The Japanese feel a certain sense of pride that,
despite the nation’s long economic slump, a handful of prominent exporters like
Toyota dominate overseas. Toyota has led the way in gas-electric hybrid
vehicles and other environmental technology.
“The discrediting of Toyota could even destroy the
world’s trust in Japanese manufacturing, which relies on its reputation for
high quality,” the Tokyo Shimbun daily warned.
Toyota Motor Sales U.S.A. announced Tuesday that it
would stop selling and building models that were already the subject of a
recall over a problem with accelerator pedals.
The eight models, including the popular Camry and
Corolla sedans, accounted for more than a million sales in 2009, 57 percent of
Toyota’s American total for the year.
Toyota took similar steps in Canada. Officials said
that the company was considering what measures to take in Europe but that it
had not made any concrete plans.
Analysts in Japan have raised concerns for some time
that Toyota’s rapid growth in recent years was overstretching the company.
Toyota’s president, Akio Toyoda, has himself berated the company for excessive
confidence, which he said had set the company up for a painful fall in the
global economic crisis. He said last year that Toyota was “grasping for
salvation.”
“We have had fears for quite a while now that Toyota
lacked the human resources and production capacity for such rapid expansion. By
chasing numbers, they were becoming seriously outstretched,” said Masahiro
Fukuda, manager of research at Fourin, a global automotive research company
based in Nagoya, Japan. “Many of us weren’t surprised over the big recalls; we
were more surprised that it took Toyota so long.”
Other analysts faulted Toyota’s zealous pursuit of
efficiency and cost-cutting. “The same parts were used here, there and
everywhere, on major models,” said Koji Endo, managing director at Japan
Advanced Research, a Tokyo-based research organization. “That’s very efficient,
but very risky. If the part turns out to be faulty, you suddenly have a problem
on your hands involving millions of cars.”
Now, halting its factories could have a “tremendous
impact” on Toyota’s bottom line, especially if the interruption drags on, Mr.
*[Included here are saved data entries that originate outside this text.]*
use chrono::NaiveDate;
use std::collections::BTreeSet;

use super::value_objects::{BillingLocation, InvoiceNumber, ValueObjectError};

/// Derives the next invoice number for a date+office, given the numbers
/// already allocated in that series.
///
/// The bare `DDMMYYYY-OFFICE` number is used first; once taken, letters
/// `A`, `B`, ... disambiguate, continuing `Z` -> `AA` since the format
/// admits multi-letter suffixes.
///
/// The caller's read-then-allocate sequence is not sufficient for
/// correctness under concurrent submission: the invoice store must still
/// enforce uniqueness with an atomic check-and-insert, and a collision at
/// that point surfaces as a conflict, never a silent retry.
pub fn allocate(
  date: NaiveDate,
  location: BillingLocation,
  existing: &[InvoiceNumber],
) -> Result<InvoiceNumber, ValueObjectError> {
  let prefix = InvoiceNumber::prefix_for(date, location);
  let taken: BTreeSet<&str> = existing
    .iter()
    .filter(|n| n.date_office_prefix() == prefix)
    .map(|n| n.value())
    .collect();

  if !taken.contains(prefix.as_str()) {
    return InvoiceNumber::new(prefix);
  }

  for n in 0.. {
    let candidate = format!("{}-{}", prefix, alpha_suffix(n));
    if !taken.contains(candidate.as_str()) {
      return InvoiceNumber::new(candidate);
    }
  }
  unreachable!("suffix sequence is unbounded")
}

/// 0 -> "A", 25 -> "Z", 26 -> "AA", spreadsheet-column style.
fn alpha_suffix(mut n: usize) -> String {
  let mut out = Vec::new();
  loop {
    out.push(b'A' + (n % 26) as u8);
    if n < 26 {
      break;
    }
    n = n / 26 - 1;
  }
  out.reverse();
  String::from_utf8(out).expect("suffix bytes are ASCII")
}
Endo said. “Toyota will have to change the design of the gas pedal, get
relevant approvals, set up production, then exchange parts for millions of cars
on the road, cars sitting at dealerships and cars they were assembling at their
factories,” he said.
Toyota’s woes are throwing the carmaker’s recovery into
flux, analysts say. Toyota this week said it expected group sales to grow 6
percent from the previous year to 8.27 million. The company reports
third-quarter results on Feb. 4.
Some in Japan questioned whether Toyota was taking too
drastic a step in suspending production.
“Toyota says it has halted sales and production to show
it will be thorough in its response, but the move carries the risk of further
heightening consumer fears,” the Mainichi Shimbun newspaper said. “Even a quick
restart of sales might not be enough to ward off a serious shift away from
Toyota.”
But Mr. Fukuda said he saw Toyota’s decision to suspend
sales as a typical Toyota move. “At a Toyota factory line, when something goes
wrong, they stop the whole line.” he said. “Now Toyota is doing the same thing,
at the company level. That’s the Toyota way.”